───── Input ─────

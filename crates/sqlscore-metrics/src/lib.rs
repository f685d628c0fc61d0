//! SQL-equivalence metrics.
//!
//! Three metrics share one contract ([`Metric`]): exact match over
//! normalized text, weighted per-clause component matching, and execution
//! accuracy over live result sets.

pub mod canonical;
pub mod component;
pub mod errors;
pub mod exact_match;
pub mod execution_accuracy;
pub mod metric;
pub mod model;

pub use component::{ComponentMatching, CLAUSE_WEIGHTS};
pub use errors::MetricError;
pub use exact_match::ExactMatch;
pub use execution_accuracy::{
    compare_results, normalize_value, ExecutionAccuracy, ExecutionOptions, NormalizedValue,
};
pub use metric::{Metric, MetricSuite};
pub use model::{ErrorOrigin, EvaluationContext, MetricKind, MetricResult};
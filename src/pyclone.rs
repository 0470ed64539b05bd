// ==============================================================================
// pyclone.rs - PyClone input builder
// ==============================================================================
// Description: Combines pileup read counts, union gene symbols and TitanCNA
//              copy-number segments into a PyClone mutation table
// Author: Matt Barham
// Created: 2026-09-25
// Modified: 2026-10-11
// Version: 1.0.0
// ==============================================================================
// Copy number per mutation:
//   default               normal 2, minor 1, major 1
//   chromosome X          normal 1, minor 0, major 1
//   autosomes 1-22        major/minor from the first segment containing POS
//                         (inclusive), otherwise 1/1
// ==============================================================================

use anyhow::{Context, Result};
use csv::{ReaderBuilder, WriterBuilder};
use serde::{Deserialize, Serialize};
use std::collections::HashMap;
use std::path::{Path, PathBuf};
use thiserror::Error;
use tracing::info;

use crate::models::{split_variant_id, UnionEntry};
use crate::parsers::read_union_file;

const AUTOSOMES: std::ops::RangeInclusive<u32> = 1..=22;

#[derive(Error, Debug, Clone, PartialEq)]
pub enum PycloneError {
    #[error("Invalid variant identifier '{0}' (expected CHROM:POS:REF:ALT)")]
    InvalidVariantId(String),

    #[error("Variant {variant_id}: alt count {alt_count} exceeds depth {depth}")]
    AltExceedsDepth {
        variant_id: String,
        alt_count: u32,
        depth: u32,
    },
}

/// Row of a `<name>_samtools_result.tsv` file
#[derive(Debug, Clone, PartialEq, Deserialize)]
pub struct SamtoolsResult {
    #[serde(rename = "SNV")]
    pub variant_id: String,

    #[serde(rename = "DP")]
    pub depth: u32,

    #[serde(rename = "ALT_COUNT")]
    pub alt_count: u32,

    #[serde(rename = "VAF")]
    pub vaf: Option<f64>,
}

/// TitanCNA segment (segs.txt); other columns are ignored
#[derive(Debug, Clone, PartialEq, Deserialize)]
pub struct TitanSegment {
    #[serde(rename = "Chromosome")]
    pub chromosome: String,

    #[serde(rename = "Start_Position.bp.")]
    pub start: u64,

    #[serde(rename = "End_Position.bp.")]
    pub end: u64,

    #[serde(rename = "MajorCN")]
    pub major_cn: u32,

    #[serde(rename = "MinorCN")]
    pub minor_cn: u32,
}

impl TitanSegment {
    fn contains(&self, chrom: &str, position: u64) -> bool {
        normalize_chromosome(&self.chromosome) == chrom && (self.start..=self.end).contains(&position)
    }
}

/// One PyClone mutation row
#[derive(Debug, Clone, PartialEq, Serialize)]
pub struct PycloneMutation {
    pub mutation_id: String,
    pub ref_counts: u32,
    pub var_counts: u32,
    pub normal_cn: u32,
    pub minor_cn: u32,
    pub major_cn: u32,
    pub variant_freq: Option<f64>,
}

fn normalize_chromosome(chrom: &str) -> &str {
    chrom.strip_prefix("chr").unwrap_or(chrom)
}

/// (normal, minor, major) copy number for a locus
pub fn copy_number(chrom: &str, position: u64, segments: &[TitanSegment]) -> (u32, u32, u32) {
    let chrom = normalize_chromosome(chrom);

    if chrom == "X" {
        return (1, 0, 1);
    }

    let is_autosome = chrom
        .parse::<u32>()
        .map(|n| AUTOSOMES.contains(&n))
        .unwrap_or(false);
    if !is_autosome {
        return (2, 1, 1);
    }

    match segments.iter().find(|s| s.contains(chrom, position)) {
        Some(segment) => (2, segment.minor_cn, segment.major_cn),
        None => (2, 1, 1),
    }
}

/// Join read counts with union symbols (samtools row order, unmatched rows
/// dropped) and annotate copy number
pub fn build_mutations(
    counts: &[SamtoolsResult],
    union: &[UnionEntry],
    segments: &[TitanSegment],
) -> Result<Vec<PycloneMutation>, PycloneError> {
    let mut symbols: HashMap<&str, &str> = HashMap::new();
    for entry in union {
        symbols
            .entry(entry.variant_id.as_str())
            .or_insert(entry.gene_symbol.as_str());
    }

    let mut mutations = Vec::new();
    for row in counts {
        let Some(symbol) = symbols.get(row.variant_id.as_str()) else {
            continue;
        };

        let (chrom, position, _, _) = split_variant_id(&row.variant_id)
            .ok_or_else(|| PycloneError::InvalidVariantId(row.variant_id.clone()))?;

        let ref_counts = row
            .depth
            .checked_sub(row.alt_count)
            .ok_or_else(|| PycloneError::AltExceedsDepth {
                variant_id: row.variant_id.clone(),
                alt_count: row.alt_count,
                depth: row.depth,
            })?;

        let (normal_cn, minor_cn, major_cn) = copy_number(chrom, position, segments);

        mutations.push(PycloneMutation {
            mutation_id: format!("{}:{}:{}", symbol, chrom, position),
            ref_counts,
            var_counts: row.alt_count,
            normal_cn,
            minor_cn,
            major_cn,
            variant_freq: row.vaf,
        });
    }

    Ok(mutations)
}

fn read_tsv<T: for<'de> Deserialize<'de>>(path: &Path) -> Result<Vec<T>> {
    let mut reader = ReaderBuilder::new()
        .delimiter(b'\t')
        .has_headers(true)
        .from_path(path)
        .with_context(|| format!("Failed to open {}", path.display()))?;

    let mut rows = Vec::new();
    for result in reader.deserialize() {
        let row: T = result.with_context(|| format!("Failed to parse {}", path.display()))?;
        rows.push(row);
    }
    Ok(rows)
}

pub fn read_samtools_results(path: &Path) -> Result<Vec<SamtoolsResult>> {
    read_tsv(path)
}

pub fn read_titan_segments(path: &Path) -> Result<Vec<TitanSegment>> {
    read_tsv(path)
}

/// Driver: read inputs and write `<sample>_pyclone.tsv`
pub fn run_pyclone(
    sample_name: &str,
    union_symbols: &Path,
    samtools_snv: &Path,
    titan_segs: &Path,
    output_dir: &Path,
) -> Result<PathBuf> {
    let union = read_union_file(union_symbols)
        .with_context(|| format!("Failed to read union file {}", union_symbols.display()))?;
    let counts = read_samtools_results(samtools_snv)?;
    let segments = read_titan_segments(titan_segs)?;

    let mutations = build_mutations(&counts, &union, &segments)
        .with_context(|| format!("Sample '{}': failed to build PyClone input", sample_name))?;

    std::fs::create_dir_all(output_dir)
        .with_context(|| format!("Failed to create output directory {}", output_dir.display()))?;

    let path = output_dir.join(format!("{}_pyclone.tsv", sample_name));
    let mut writer = WriterBuilder::new()
        .delimiter(b'\t')
        .from_path(&path)
        .with_context(|| format!("Failed to create {}", path.display()))?;
    for mutation in &mutations {
        writer.serialize(mutation)?;
    }
    writer.flush()?;

    info!(
        "PyClone input for {}: {} mutations, {} segments",
        sample_name,
        mutations.len(),
        segments.len()
    );
    Ok(path)
}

─────

#### Task to complete:
Write down again, exactly as given, only the lines above that fall from the line with "let row: T = result.with_context(||" to the line with "let union = read_union_file(union_symbols)", inclusive.

#### Problem solution:
        let row: T = result.with_context(|| format!("Failed to parse {}", path.display()))?;
        rows.push(row);
    }
    Ok(rows)
}

pub fn read_samtools_results(path: &Path) -> Result<Vec<SamtoolsResult>> {
    read_tsv(path)
}

pub fn read_titan_segments(path: &Path) -> Result<Vec<TitanSegment>> {
    read_tsv(path)
}

/// Driver: read inputs and write `<sample>_pyclone.tsv`
pub fn run_pyclone(
    sample_name: &str,
    union_symbols: &Path,
    samtools_snv: &Path,
    titan_segs: &Path,
    output_dir: &Path,
) -> Result<PathBuf> {
    let union = read_union_file(union_symbols)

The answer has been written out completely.